Narayanaswamy Vishwanath
executiveAlok, again, here, one of the ask that we've been having for a long time is for the invoice matching of the e-invoicing team to go live. October was when it was made mandatory for companies with turnover over INR 500 crores, January was when it has been made mandatory for companies with over INR 100 crores and April is going to be made mandatory for everybody. That, coupled with the labor codes going live, will probably aid -- I mean, aid a lot more formalization than what you've seen before. I mean like Ashok said, some of the smaller players will probably turn a new leaf and become formal. We saw -- the informal guys could probably turn formal. But these are things which are -- which need to be done for the formalization story to continue.
Operator
operatorLadies and gentlemen, due to time constraint, we will take that as the last question.

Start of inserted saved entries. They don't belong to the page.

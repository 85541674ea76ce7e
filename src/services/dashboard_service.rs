// src/services/dashboard_service.rs

use rust_decimal::Decimal;

use crate::models::data::FluctusData;
use crate::models::shopping::TripStatus;

/// Números da visão geral, calculados ao vivo sobre a raiz de dados.
#[derive(Debug, Clone, PartialEq)]
pub struct DashboardSummary {
    pub product_count: usize,
    pub kit_count: usize,
    pub client_count: usize,
    pub supplier_count: usize,
    pub open_trips: usize,
    /// Soma dos grandTotal de todas as viagens de compra.
    pub total_purchases: Decimal,
    /// Soma dos preços finais dos produtos do catálogo.
    pub catalog_value: Decimal,
    /// Média da margem real fotografada nos produtos.
    pub average_margin: Decimal,
    pub fund_balance: Decimal,
}

pub fn summarize(data: &FluctusData) -> DashboardSummary {
    let average_margin = if data.products.is_empty() {
        Decimal::ZERO
    } else {
        data.products.iter().map(|p| p.real_margin).sum::<Decimal>()
            / Decimal::from(data.products.len() as u64)
    };

    DashboardSummary {
        product_count: data.products.len(),
        kit_count: data.kits.len(),
        client_count: data.clients.len(),
        supplier_count: data.suppliers.len(),
        open_trips: data
            .shopping_trips
            .iter()
            .filter(|t| t.status == TripStatus::Open)
            .count(),
        total_purchases: data.shopping_trips.iter().map(|t| t.grand_total).sum(),
        catalog_value: data.products.iter().map(|p| p.final_price).sum(),
        average_margin,
        fund_balance: data.logistics_fund.balance,
    }
}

I would now like to hand the conference over to the management for closing comments.
Ashok Nedurumalli
executiveThank you. So I think, overall, like Ritu was mentioning, and we have been stating there is cautious optimism and demand coming back into the market. Overall, I think from a headcount and revenue run rate, we are going to be soon getting back to the pre-COVID level. Our free cash flow reserves have improved substantially as a function of operating cash flow and TDS refunds that we have got. We will be continuing to focus on driving margin expansion through operating leverage and the turnaround of the HR services that we have been seeing. The glide past for firm business is more or less completed. The institutional business will reinitiate activity once classroom trainings start. But clearly, we are not taking any more new mandates, and we will be exiting that to focus on corporate training activity. I think the future growth and volume increases, we will work to support through our core employee headcount. We don't look at any major increase in headcount happening at our end. And I think the sustaining of that growth through the current employee count will aid productivity and will support the element of margin improvement. We are quite bullish as we go forward in the current element of the market feedback. We do look to the demand sustaining, and we're driving up the numbers basis on that as we go forward. With that, thank you very much.
Rituparna Chakraborty
executiveThank you.
Operator
operatorLadies and gentlemen, on behalf of ICICI Securities Limited, that concludes this conference. Thank you for joining us, and you may now disconnect your lines.